1Department of Anatomical Sciences, Stony Brook University, 2Department of Anthropology, Hunter College of the City University of New York, 3Department of Anthropology, Graduate Center of the City University of New York, 4NYCEP, New York Consortium in Evolutionary Primatology, 5Interdepartmental Doctoral Program in Anthropological Sciences, Stony Brook University
Friday 11:00-11:15, Galleria North
Previous studies of primate cranial anatomy have noted a number of trends in primate cranial evolution. For example, it has long been suggested that primate facial characteristics, particularly skull, snout, and palate length, scale with positive allometry throughout Order Primates. However, less attention has been paid to whether these general trends differ among the major primate radiations (lemuroids, lorisoids, platyrrhines, cercopithecoids, and hominoids) within the order. The factors driving cranial diversity within a given radiation may differ from those driving cranial diversity within another, and these differences may be masked by the appearance of overall primate trends.
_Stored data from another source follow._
mod common;

use common::{linear_module, options};
use mobc_core::ConstValue;
use mobc_format::{load, save_with, BackingBuffer, ExtraFiles};

fn loaded() -> (BackingBuffer, mobc_core::Module) {
    let bytes = save_with(&linear_module(), &ExtraFiles::new(), &options(false, false)).unwrap();
    let buffer = BackingBuffer::from_vec(bytes);
    let module = load(buffer.clone(), &mut ExtraFiles::new()).unwrap();
    (buffer, module)
}

fn tensor<'a>(module: &'a mobc_core::Module, name: &str) -> &'a mobc_core::Tensor {
    match module.attr(name) {
        Some(ConstValue::Tensor(t)) => t,
        other => panic!("`{name}` is not a tensor: {other:?}"),
    }
}

#[test]
fn tensors_are_views_into_the_artifact() {
    let (buffer, module) = loaded();
    assert!(module.backing_buffer().unwrap().ptr_eq(&buffer));
    for t in module.tensors() {
        assert!(t.view().buffer().ptr_eq(&buffer));
        assert_eq!(t.view().range().start % 64, 0, "storage is 64-byte aligned");
    }
    assert_eq!(tensor(&module, "weight").shape(), &[2, 2]);
    assert_eq!(tensor(&module, "bias").bytes(), [0.0_f32, 1.0].iter().flat_map(|v| v.to_le_bytes()).collect::<Vec<_>>());
}

#[test]
fn shared_storage_is_written_once() {
    let (_, module) = loaded();
    let weight = tensor(&module, "weight");
    let weight_t = tensor(&module, "weight_t");
    assert!(weight.view().aliases(weight_t.view()));
    assert!(!weight.view().aliases(tensor(&module, "bias").view()));
}

#[test]
fn views_outlive_the_module() {
    let (buffer, module) = loaded();
    let weight = tensor(&module, "weight").clone();
    let before = buffer.strong_count();
    drop(module);
    assert!(buffer.strong_count() < before);
    drop(buffer);
    assert_eq!(weight.numel(), 4);
    assert_eq!(&weight.bytes()[..4], &0.5_f32.to_le_bytes());
}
In this study, we examine cranial diversity within the major primate radiations, first individually and then compared with each other as well as with the general trends seen across the order. We use 3-D geometrics on 18 cranial landmarks to capture cranial shape in 66 genera of living primates. Contrary to popular belief, facial dimensions such as skull, snout and palate length do not scale with positive allometry across all primates; lemuroids and lorisoids show no significant allometric relationship between these measures and size. Instead, cranial base flexion, relative orbit size, and relative cranial volume are the most obvious features correlated with size among strepsirrhines. Thus, the apparent relationship between facial dimensions and body size in primates is the result of the strong correlation between these features in anthropoid primates. One may speculate that this relationship is the result of the cranial reorganization that took place during anthropoid origins.
This study was supported by the L.S.B. Leakey Foundation.